Perjumpaan ini bahkan disampaikan dalam akun Twitter resmi Kementrian Luar Negeri Rusia. Dalam cuitan itu, Kementerian Luar Negeri Rusia menampilkan video perjumpaan antara Lavrov dan Parolin. Di mana keduanya berjabat tangan dan bertukar salam.
“Kami berterima kasih atas saran untuk mengadakan pertemuan ini,” Lavrov memberi tahu kardinal. “Kami menghargai upaya Anda dalam waktu yang tidak terlalu tenang ini.”
Sebelum video terputus, Lavrov terdengar mengungkapkan penghargaannya atas upaya kardinal untuk mempromosikan lebih banyak stabilitas, lebih banyak keadilan dan, tentu saja, supremasi hukum.
Dalam sebuah pernyataan yang diterbitkan setelah pertemuan itu, kementerian luar negeri Rusia mengatakan Lavrov “menjelaskan alasan krisis yang sedang berlangsung dalam hubungan antara Rusia dan Barat. Lavrov menyalahkan “perang salib” NATO untuk menghancurkan Rusia dan membagi dunia.
Lavrov mengatakan kepada Parolin bahwa langkah-langkah yang diambil oleh Rusia dirancang untuk memastikan kemerdekaan dan keamanan, serta untuk melawan aspirasi hegemonik Amerika Serikat untuk mengendalikan semua proses global.
Dewan Keamanan PBB
Suasana diplomasi dalam pertemuan Lavrov dengan Kardinal Parolin berbeda dengan pertemuan di dalam Dewan Keamanan PBB, yang dihadiri Lavrov. Ketika Menteri Luar Negeri AS Antony Blinken menuduh pasukan Rusia melakukan penyiksaan dan pembunuhan warga sipil di wilayah Ukraina yang mereka duduki. Sementara itu, Lavrov menuduh militer Ukraina membunuh warga sipil di wilayah berbahasa Rusia di Ukraina Timur “dengan impunitas”.
Pada pertemuan itu juga, Sekretaris Jenderal PBB Antonio Guterres menyebut rencana Moskow untuk menggelar referendum untuk bergabung dengan Rusia di empat wilayah pendudukan Ukraina sebagai “pelanggaran terhadap piagam PBB, dan hukum internasional serta preseden”.
Referendum – di wilayah Luhansk, Donetsk, Kherson dan Zaporizka – sedang berlangsung akhir pekan ini.
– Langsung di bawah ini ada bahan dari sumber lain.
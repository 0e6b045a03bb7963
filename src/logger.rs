use tracing_subscriber::{layer::SubscriberExt, util::SubscriberInitExt, EnvFilter};

/// Logs go to stderr so they never mix with the answers printed on stdout.
/// `RUST_LOG` wins over `verbose` when it is set.
/// Call once, from `main`; a second call panics.
pub fn init_logger(verbose: bool) {
    let default = if verbose { "aoc2020=debug" } else { "aoc2020=info" };
    let filter = EnvFilter::try_from_default_env().unwrap_or_else(|_| EnvFilter::new(default));

    tracing_subscriber::registry()
        .with(filter)
        .with(
            tracing_subscriber::fmt::layer()
                .with_writer(std::io::stderr)
                .with_target(false)
                .with_thread_ids(false)
                .with_file(false)
                .with_line_number(false)
                .compact(),
        )
        .init();
}
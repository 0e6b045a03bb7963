use std::io::Read;
use std::path::Path;

use tracing::debug;

use crate::error::{InputError, Result};

const VERBOSE_FLAGS: [&str; 2] = ["-v", "--verbose"];

/// Splits arguments (program name already removed) into the positional ones, in order,
/// and whether a verbose flag appeared anywhere.
pub fn split_args<I: IntoIterator<Item = String>>(args: I) -> (Vec<String>, bool) {
    let (flags, positional): (Vec<String>, Vec<String>) = args
        .into_iter()
        .partition(|arg| VERBOSE_FLAGS.contains(&arg.as_str()));
    (positional, !flags.is_empty())
}

/// Positional command-line arguments, verbose flags removed.
pub fn positional_args() -> Vec<String> {
    split_args(std::env::args().skip(1)).0
}

/// The target sum from an optional argument, `default` if absent.
pub fn parse_target(arg: Option<&str>, default: i64) -> Result<i64> {
    match arg {
        None => Ok(default),
        Some(text) => text.trim().parse::<i64>().map_err(|source| InputError::Target {
            text: text.to_string(),
            source,
        }),
    }
}

/// Reads the file named by the first positional argument,
/// or standard input if there is none or it is `-`.
pub fn read_input_file() -> Result<String> {
    let args = positional_args();
    read_input(args.first().map(String::as_str))
}

pub fn read_input(path: Option<&str>) -> Result<String> {
    let contents = match path {
        None | Some("-") => {
            let mut s = String::new();
            std::io::stdin()
                .read_to_string(&mut s)
                .map_err(|source| InputError::Io {
                    path: "<stdin>".to_string(),
                    source,
                })?;
            s
        }
        Some(path) => read_file(path)?,
    };
    debug!(bytes = contents.len(), "read input");
    Ok(contents)
}

fn read_file<P: AsRef<Path>>(path: P) -> Result<String> {
    let path = path.as_ref();
    std::fs::read_to_string(path).map_err(|source| InputError::Io {
        path: path.display().to_string(),
        source,
    })
}

/// One integer per line; surrounding whitespace is ignored.
/// Any other line is an error, blank lines included.
pub fn parse_numbers<'a, I>(lines: I) -> Result<Vec<i64>>
where
    I: IntoIterator<Item = &'a str>,
{
    let nums = lines
        .into_iter()
        .enumerate()
        .map(|(i, line)| {
            let text = line.trim();
            text.parse::<i64>().map_err(|source| InputError::Parse {
                line: i + 1,
                text: text.to_string(),
                source,
            })
        })
        .collect::<Result<Vec<_>>>()?;
    debug!(count = nums.len(), "parsed numbers");
    Ok(nums)
}

/// Splits lines into groups separated by empty lines.
/// Every empty line closes a group, even an empty one, and the last group is always emitted,
/// so there is one more group than there are empty lines.
pub fn parse_groups<I, S>(lines: I) -> Vec<Vec<String>>
where
    I: IntoIterator<Item = S>,
    S: AsRef<str>,
{
    let mut groups = Vec::new();
    let mut group = Vec::new();
    for line in lines {
        let line = line.as_ref();
        if line.is_empty() {
            groups.push(std::mem::take(&mut group));
        } else {
            group.push(line.to_string());
        }
    }
    groups.push(group);
    groups
}

pub fn parse_groups_from_file<P: AsRef<Path>>(path: P) -> Result<Vec<Vec<String>>> {
    let contents = read_file(path)?;
    let groups = parse_groups(contents.lines().map(str::trim));
    debug!(groups = groups.len(), "parsed groups");
    Ok(groups)
}
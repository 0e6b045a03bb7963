use anyhow::{Context, Result};
use tracing::warn;

use aoc2020::day01::{find_pair, find_triple, product, TARGET};

fn main() -> Result<()> {
    let (args, verbose) = aoc2020::split_args(std::env::args().skip(1));
    aoc2020::logger::init_logger(verbose);

    let target = aoc2020::parse_target(args.get(1).map(String::as_str), TARGET)?;
    let input = aoc2020::read_input_file().context("can't read puzzle input")?;
    let nums = aoc2020::parse_numbers(input.lines()).context("can't parse puzzle input")?;

    match find_pair(&nums, target) {
        Some((a, b)) => {
            let answer = product(&[a, b])
                .with_context(|| format!("{} * {} overflows", a, b))?;
            println!("{}", answer);
        }
        None => warn!(sum = target, "no pair sums to target"),
    }
    match find_triple(&nums, target) {
        Some((a, b, c)) => {
            let answer = product(&[a, b, c])
                .with_context(|| format!("{} * {} * {} overflows", a, b, c))?;
            println!("{}", answer);
        }
        None => warn!(sum = target, "no triple sums to target"),
    }

    Ok(())
}
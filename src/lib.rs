pub mod day01;
pub mod error;
pub mod input;
pub mod logger;

pub use error::InputError;
pub use input::{
    parse_groups, parse_groups_from_file, parse_numbers, parse_target, positional_args,
    read_input, read_input_file, split_args,
};
use std::num::ParseIntError;

use thiserror::Error;

#[derive(Error, Debug)]
pub enum InputError {
    #[error("failed to read {path}")]
    Io {
        path: String,
        #[source]
        source: std::io::Error,
    },

    #[error("line {line}: can't parse integer {text:?}")]
    Parse {
        line: usize,
        text: String,
        #[source]
        source: ParseIntError,
    },

    #[error("can't parse target {text:?}")]
    Target {
        text: String,
        #[source]
        source: ParseIntError,
    },
}

pub type Result<T> = std::result::Result<T, InputError>;
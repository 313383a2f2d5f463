//! Staged writes of persisted artifacts.
//!
//! An artifact is first written completely to a temporary file in its destination directory,
//! then renamed over its target by [`StagedArtifact::commit`]. Staging several artifacts before
//! committing any of them keeps every write failure ahead of the first rename.
use camino::{Utf8Path, Utf8PathBuf};
use tempfile::NamedTempFile;

use crate::lcindex_errors::LcIndexError;

/// A fully written and synced temporary file, not yet visible at `target`.
#[derive(Debug)]
pub struct StagedArtifact {
    tmp: NamedTempFile,
    target: Utf8PathBuf,
}

impl StagedArtifact {
    /// Temporary file next to `target`, ready to be filled.
    pub(crate) fn create(target: &Utf8Path) -> Result<StagedArtifact, LcIndexError> {
        Ok(StagedArtifact {
            tmp: NamedTempFile::new_in(parent_dir(target))?,
            target: target.to_path_buf(),
        })
    }

    pub(crate) fn file_mut(&mut self) -> &mut std::fs::File {
        self.tmp.as_file_mut()
    }

    pub(crate) fn sync(&self) -> Result<(), LcIndexError> {
        self.tmp.as_file().sync_all()?;
        Ok(())
    }

    pub fn target(&self) -> &Utf8Path {
        &self.target
    }

    /// Atomically replace the target with the staged content.
    pub fn commit(self) -> Result<(), LcIndexError> {
        self.tmp
            .persist(&self.target)
            .map_err(|e| LcIndexError::IoError(e.error))?;
        Ok(())
    }
}

pub(crate) fn parent_dir(path: &Utf8Path) -> &Utf8Path {
    match path.parent() {
        Some(dir) if !dir.as_str().is_empty() => dir,
        _ => Utf8Path::new("."),
    }
}
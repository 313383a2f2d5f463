//! # Siblings
//!
//! A **sibling** is the record of the complementary band (g ↔ r) that comes from the same
//! astrophysical source. Siblings are associated by offset only; a [`SiblingPair`] never owns
//! records, and either side is resolved on demand through the
//! [record accessor](crate::records::accessor).
//!
//! * [`locator`] – finds the sibling of a record through a [`NeighborSearch`](crate::spatial::NeighborSearch).
//! * [`cache`] – persists discovered pairs, one file per raw lightcurve file.
pub mod cache;
pub mod locator;

use serde::{Deserialize, Serialize};

use crate::constants::{ArcSec, ByteOffset};

/// Unordered association of two records, stored with `offset_a < offset_b`.
#[derive(Debug, Clone, Copy, PartialEq, Serialize, Deserialize)]
pub struct SiblingPair {
    pub offset_a: ByteOffset,
    pub offset_b: ByteOffset,
    pub separation_arcsec: ArcSec,
}

impl SiblingPair {
    pub fn new(first: ByteOffset, second: ByteOffset, separation_arcsec: ArcSec) -> Self {
        SiblingPair {
            offset_a: first.min(second),
            offset_b: first.max(second),
            separation_arcsec,
        }
    }

    pub fn contains(&self, offset: ByteOffset) -> bool {
        self.offset_a == offset || self.offset_b == offset
    }

    /// Offset paired with `offset`, if `offset` belongs to this pair.
    pub fn other(&self, offset: ByteOffset) -> Option<ByteOffset> {
        if offset == self.offset_a {
            Some(self.offset_b)
        } else if offset == self.offset_b {
            Some(self.offset_a)
        } else {
            None
        }
    }
}

/// Outcome of a successful sibling search.
#[derive(Debug, Clone, Copy, PartialEq)]
pub struct SiblingMatch {
    pub offset: ByteOffset,
    pub separation_arcsec: ArcSec,
}

#[cfg(test)]
mod tests {
    use super::*;

    #[test]
    fn test_pair_is_unordered() {
        let pair = SiblingPair::new(900, 100, 0.8);
        assert_eq!(pair, SiblingPair::new(100, 900, 0.8));
        assert_eq!(pair.offset_a, 100);
        assert_eq!(pair.other(100), Some(900));
        assert_eq!(pair.other(900), Some(100));
        assert_eq!(pair.other(500), None);
        assert!(pair.contains(900));
    }
}
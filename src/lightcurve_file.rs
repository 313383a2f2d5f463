//! # Lightcurve file: indexes, iteration and matching
//!
//! [`LightcurveFile`] is the read side of the crate: it loads the Object Index and Spatial Index of
//! one raw file (built beforehand with [`crate::indexing::build`]) and offers
//!
//! 1. **Iteration** over records in file order, optionally restricted to sensor channels or
//!    strided by `(rank, size)` so that cooperating processes split the work,
//! 2. **Lazy lightcurves** read from the raw file only for records that pass a caller filter,
//! 3. **Sibling location** backed by the on-disk Sibling Cache,
//! 4. **Positional lookup** of every record (any band) around a sky position, and assembly of a
//!    [`Source`] holding the closest record per band.
//!
//! Nothing here writes an index; only the Sibling Cache is updated, under its lock.
//!
//! ## Example
//! -----------------
//! ```no_run
//! use camino::Utf8Path;
//! use lcindex::config::IndexConfig;
//! use lcindex::indexing::build;
//! use lcindex::lightcurve_file::LightcurveFile;
//!
//! # fn demo() -> Result<(), lcindex::lcindex_errors::LcIndexError> {
//! let raw = Utf8Path::new("field000245_ra357to5_dec-30to-22.txt");
//! let config = IndexConfig::default();
//! build(raw, &config)?;
//!
//! let file = LightcurveFile::open(raw, config)?;
//! for item in file.lightcurves(|r| r.epoch_count >= 20) {
//!     let (record, lightcurve) = item?;
//!     if lightcurve.magnitude_std().unwrap_or(0.0) > 0.5 {
//!         if let Some(sibling) = file.locate_sibling(record)? {
//!             println!("{} ↔ {}", record.offset, sibling.offset);
//!         }
//!     }
//! }
//! # Ok(()) }
//! ```
use std::collections::BTreeMap;

use camino::{Utf8Path, Utf8PathBuf};
use once_cell::sync::Lazy;
use regex::Regex;

use crate::config::IndexConfig;
use crate::constants::{ArcSec, ByteOffset, Degree};
use crate::lcindex_errors::LcIndexError;
use crate::records::accessor::read_record;
use crate::records::lightcurve::Lightcurve;
use crate::records::object_index::ObjectIndex;
use crate::records::{PartitionKey, Record};
use crate::siblings::cache::SiblingCache;
use crate::siblings::locator::SiblingLocator;
use crate::siblings::SiblingMatch;
use crate::spatial::SpatialIndex;

static FIELD_ID_RE: Lazy<Regex> = Lazy::new(|| {
    Regex::new(r"^field(\d+)").unwrap_or_else(|e| panic!("invalid field id pattern: {e}"))
});

/// Field identifier encoded in a `field<NNNNNN>_...` file name.
pub fn field_id_from_filename(raw_file: &Utf8Path) -> Option<u32> {
    let name = raw_file.file_name()?;
    FIELD_ID_RE
        .captures(name)
        .and_then(|c| c.get(1))
        .and_then(|m| m.as_str().parse().ok())
}

/// Closest record per band around a sky position.
#[derive(Debug, Clone, PartialEq)]
pub struct Source<'a> {
    pub records: BTreeMap<u8, &'a Record>,
}

impl<'a> Source<'a> {
    pub fn band(&self, measurement_channel: u8) -> Option<&'a Record> {
        self.records.get(&measurement_channel).copied()
    }
}

#[derive(Debug)]
pub struct LightcurveFile {
    raw_file: Utf8PathBuf,
    config: IndexConfig,
    objects: ObjectIndex,
    spatial: SpatialIndex,
    siblings: SiblingCache,
}

impl LightcurveFile {
    /// Load the indexes of `raw_file`.
    ///
    /// Return
    /// ----------
    /// * [`LcIndexError::IndexMissing`] / [`LcIndexError::IndexCorrupt`] if either index is absent
    ///   or unreadable, or if the two indexes do not describe the same records; the caller must
    ///   rebuild them.
    pub fn open(raw_file: &Utf8Path, config: IndexConfig) -> Result<LightcurveFile, LcIndexError> {
        config.validate()?;
        let objects_path = config.objects_path(raw_file);
        let radec_map_path = config.radec_map_path(raw_file);
        let objects = ObjectIndex::load(&objects_path, raw_file)?;
        let spatial = SpatialIndex::load(&radec_map_path)?;
        spatial
            .verify_against(&objects)
            .map_err(|reason| LcIndexError::corrupt(radec_map_path.clone(), reason))?;
        let siblings = SiblingCache::for_raw_file(&config, raw_file);
        Ok(LightcurveFile {
            raw_file: raw_file.to_path_buf(),
            config,
            objects,
            spatial,
            siblings,
        })
    }

    pub fn raw_file(&self) -> &Utf8Path {
        &self.raw_file
    }

    pub fn field_id(&self) -> Option<u32> {
        field_id_from_filename(&self.raw_file)
    }

    pub fn objects(&self) -> &ObjectIndex {
        &self.objects
    }

    pub fn spatial(&self) -> &SpatialIndex {
        &self.spatial
    }

    pub fn sibling_cache(&self) -> &SiblingCache {
        &self.siblings
    }

    pub fn records(&self) -> &[Record] {
        self.objects.records()
    }

    pub fn record_at(&self, offset: ByteOffset) -> Option<&Record> {
        self.objects.get(offset)
    }

    /// Every `size`-th record starting at `rank`, in file order.
    pub fn records_for_rank(
        &self,
        rank: usize,
        size: usize,
    ) -> Result<impl Iterator<Item = &Record>, LcIndexError> {
        if size == 0 || rank >= size {
            return Err(LcIndexError::InvalidConfig(format!(
                "rank {rank} is not within a process group of size {size}"
            )));
        }
        Ok(self.records().iter().skip(rank).step_by(size))
    }

    /// Records observed through one of `sensor_channels`, in file order.
    pub fn records_in_sensor_channels<'a>(
        &'a self,
        sensor_channels: &'a [u8],
    ) -> impl Iterator<Item = &'a Record> + 'a {
        self.records()
            .iter()
            .filter(move |r| sensor_channels.contains(&r.sensor_channel))
    }

    /// Time series of `record`, quality-masked when the configuration asks for it.
    ///
    /// The header found at `record.offset` must still be `record`; otherwise the raw file changed
    /// after the build and [`LcIndexError::IndexCorrupt`] is returned.
    pub fn read_lightcurve(&self, record: &Record) -> Result<Lightcurve, LcIndexError> {
        let (header, lightcurve) = read_record(&self.raw_file, record.offset, record.epoch_count)?;
        if header != *record {
            return Err(LcIndexError::corrupt(
                self.config.objects_path(&self.raw_file),
                format!(
                    "record {} at offset {} no longer matches the raw file",
                    record.object_id, record.offset
                ),
            ));
        }
        if self.config.apply_quality_mask {
            Ok(lightcurve.quality_masked())
        } else {
            Ok(lightcurve)
        }
    }

    /// Lightcurves of the records accepted by `filter`, read lazily in file order.
    pub fn lightcurves<'a, F>(
        &'a self,
        mut filter: F,
    ) -> impl Iterator<Item = Result<(&'a Record, Lightcurve), LcIndexError>> + 'a
    where
        F: FnMut(&Record) -> bool + 'a,
    {
        self.records()
            .iter()
            .filter(move |r| filter(r))
            .map(move |r| self.read_lightcurve(r).map(|lc| (r, lc)))
    }

    /// Sibling of `record` with the configured tolerance.
    pub fn locate_sibling(&self, record: &Record) -> Result<Option<SiblingMatch>, LcIndexError> {
        self.locate_sibling_with_tolerance(record, self.config.tolerance_arcsec)
    }

    pub fn locate_sibling_with_tolerance(
        &self,
        record: &Record,
        tolerance_arcsec: ArcSec,
    ) -> Result<Option<SiblingMatch>, LcIndexError> {
        SiblingLocator::new(&self.spatial, &self.siblings, tolerance_arcsec).locate_sibling(record)
    }

    /// Sibling of `record` resolved to its [`Record`].
    pub fn sibling_record(&self, record: &Record) -> Result<Option<&Record>, LcIndexError> {
        Ok(self
            .locate_sibling(record)?
            .and_then(|m| self.objects.get(m.offset)))
    }

    /// Every record of `sensor_channel`, in any band, within `radius_arcsec` of `(ra, dec)`.
    ///
    /// Results are grouped by band, closest first within a band.
    pub fn locate_objects_by_radec(
        &self,
        ra: Degree,
        dec: Degree,
        sensor_channel: u8,
        radius_arcsec: ArcSec,
    ) -> Vec<&Record> {
        self.bands_of(sensor_channel)
            .flat_map(|key| self.spatial.within(key, ra, dec, radius_arcsec))
            .filter_map(|n| self.objects.get(n.offset))
            .collect()
    }

    /// Closest record per band within `radius_arcsec`, or `None` if no band has one.
    pub fn locate_source_by_radec(
        &self,
        ra: Degree,
        dec: Degree,
        sensor_channel: u8,
        radius_arcsec: ArcSec,
    ) -> Option<Source<'_>> {
        let records: BTreeMap<u8, &Record> = self
            .bands_of(sensor_channel)
            .filter_map(|key| {
                self.spatial
                    .within(key, ra, dec, radius_arcsec)
                    .first()
                    .and_then(|n| self.objects.get(n.offset))
                    .map(|r| (key.measurement_channel, r))
            })
            .collect();
        (!records.is_empty()).then_some(Source { records })
    }

    fn bands_of(&self, sensor_channel: u8) -> impl Iterator<Item = PartitionKey> + '_ {
        self.spatial
            .partitions()
            .keys()
            .copied()
            .filter(move |k| k.sensor_channel == sensor_channel)
    }
}

#[cfg(test)]
mod tests {
    use super::*;

    #[test]
    fn test_field_id_from_filename() {
        assert_eq!(
            field_id_from_filename(Utf8Path::new("/data/field000245_ra357to5_dec-30to-22.txt")),
            Some(245)
        );
        assert_eq!(field_id_from_filename(Utf8Path::new("lightcurves.txt")), None);
    }
}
Para ahli mengatakan bahwa pencaplokan Rusia atas daerah-daerah itu dirancang untuk membuat Ukraina ragu-ragu melanjutkan upayanya untuk membebaskan mereka, karena akan dianggap menyerang wilayah Rusia, daripada hanya mempertahankan tanah Ukraina. Ada yang mengatakan bahwa bersamaan dengan itu, Putin telah menggunakan bahasa yang pada dasarnya merupakan ancaman terselubung untuk mempertahankan wilayah dengan cara apa pun, termasuk penggunaan senjata nuklir. Pada hari Rabu, di Audiensi Umum, Paus Fransiskus menekankan bagaimana dalam “perang tragis” ini beberapa orang “berpikir tentang senjata nuklir,” menyebut senjata ini sebagai “kegilaan”.